There are many VSCode tips and tricks I want to share, but this is just a quick post about something I learnt today!
Foldable PowerShell Regions
I’ve used VSCode for PowerShell code for a long time now and I’m well aware that you can create regions in your code. If I surround this bit of dbatools code with
#region to start and
#endregion to finish, in the gutter an arrow will appear which you can use to fold the code.
You can see I’ve highlighted the gutter and the arrows point right if the code is folded, and down if it’s currently open. You’ll also notice that VSCode gives you the option to fold other parts of your code automatically, for example, try\catch blocks.
Note: You do have to hover your mouse in the gutter to see the arrows.
Foldable T-SQL Regions
Today I was tasked with going through a long T-SQL script, and I found myself getting lost and wishing I could section the code off somehow to make it easier to navigate. I did a quick Google and found regions work in T-SQL too, just the syntax was slightly different which is why my previous attempts had failed.

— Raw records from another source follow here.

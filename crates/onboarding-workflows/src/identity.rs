// Copyright (C) 2025 SyncMyOrders Sp. z o.o.
// SPDX-License-Identifier: AGPL-3.0-or-later
//! KYC child process: supplier validation, then internal verification.
//!
//! A rejection at either step is returned as a [`VerificationResult`] with
//! `passed == false`; the process itself only fails on runtime faults.

use std::fmt::Display;
use std::sync::Arc;

use async_trait::async_trait;
use durable_runtime::{Process, ProcessContext, Result};
use serde::{Deserialize, Serialize};
use tracing::{error, info, instrument};

use crate::activities::Activities;
use crate::gateway::ActivityGateway;
use crate::models::{DocumentUpload, VerificationResult};

#[derive(Debug, Clone, PartialEq, Eq, Serialize, Deserialize)]
#[serde(rename_all = "camelCase")]
pub struct IdentityVerificationInput {
    pub merchant_id: String,
    pub document_id: String,
}

pub struct IdentityVerificationProcess {
    activities: Arc<dyn Activities>,
}

impl IdentityVerificationProcess {
    pub fn new(activities: Arc<dyn Activities>) -> Self {
        Self { activities }
    }
}

fn rejection(merchant_id: &str, step: &str, cause: impl Display) -> VerificationResult {
    VerificationResult::failed(
        format!("KYC-FAIL-{}", merchant_id),
        format!("{} failed: {}", step, cause),
    )
}

#[async_trait]
impl Process for IdentityVerificationProcess {
    const NAME: &'static str = "identity-verification";
    type Input = IdentityVerificationInput;
    type Output = VerificationResult;

    #[instrument(
        skip_all,
        fields(instance_id = %ctx.instance_id(), merchant_id = %input.merchant_id)
    )]
    async fn run(
        &self,
        ctx: &ProcessContext,
        input: IdentityVerificationInput,
    ) -> Result<VerificationResult> {
        let merchant_id = input.merchant_id.as_str();
        info!(document_id = %input.document_id, "Identity verification started");

        let gateway = ActivityGateway::new(ctx, self.activities.as_ref());

        let document = DocumentUpload::government_id(merchant_id, input.document_id.as_str());
        let supplier = match gateway.validate_with_supplier(&document).await? {
            Ok(result) if result.passed => result,
            Ok(result) => {
                info!(details = %result.details, "Supplier did not verify the document");
                return Ok(rejection(merchant_id, "Supplier validation", result.details));
            }
            Err(failure) => {
                error!(error = %failure, "Supplier validation failed");
                return Ok(rejection(merchant_id, "Supplier validation", failure));
            }
        };
        info!(verification_id = %supplier.verification_id, "Supplier validation passed");

        let internal = match gateway.perform_internal_verifications(merchant_id).await? {
            Ok(result) if result.passed => result,
            Ok(result) => {
                info!(details = %result.details, "Internal verification did not pass");
                return Ok(rejection(merchant_id, "Internal verifications", result.details));
            }
            Err(failure) => {
                error!(error = %failure, "Internal verifications failed");
                return Ok(rejection(merchant_id, "Internal verifications", failure));
            }
        };
        info!(verification_id = %internal.verification_id, "Internal verifications passed");

        Ok(VerificationResult::passed(
            format!("KYC-{}", merchant_id),
            "All KYC checks passed (supplier + internal)",
        ))
    }
}

#[cfg(test)]
mod tests {
    use super::*;

    #[test]
    fn test_rejection_shape() {
        let result = rejection("M1", "Supplier validation", "document expired");
        assert!(!result.passed);
        assert_eq!(result.verification_id, "KYC-FAIL-M1");
        assert_eq!(result.details, "Supplier validation failed: document expired");
    }

    #[test]
    fn test_input_is_camel_case() {
        let input = IdentityVerificationInput {
            merchant_id: "M1".to_string(),
            document_id: "123".to_string(),
        };
        let value = serde_json::to_value(&input).unwrap();
        assert_eq!(value["merchantId"], "M1");
        assert_eq!(value["documentId"], "123");
    }
}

To create the foldable regions you’ll use
--#region to start and
--#endregion to end. You can also name the regions, which I would recommend as it helps identify the code within the region when it is folded up.
Final Good News
Since Azure Data Studio (ADS) is based on the VSCode codebase foldable T-SQL regions work there too!
I wonder if as we start using ADS more and more whether it should be considered a best practice not just to comment you T-SQL code but to add regions too, increasing the readability for the next person who comes along.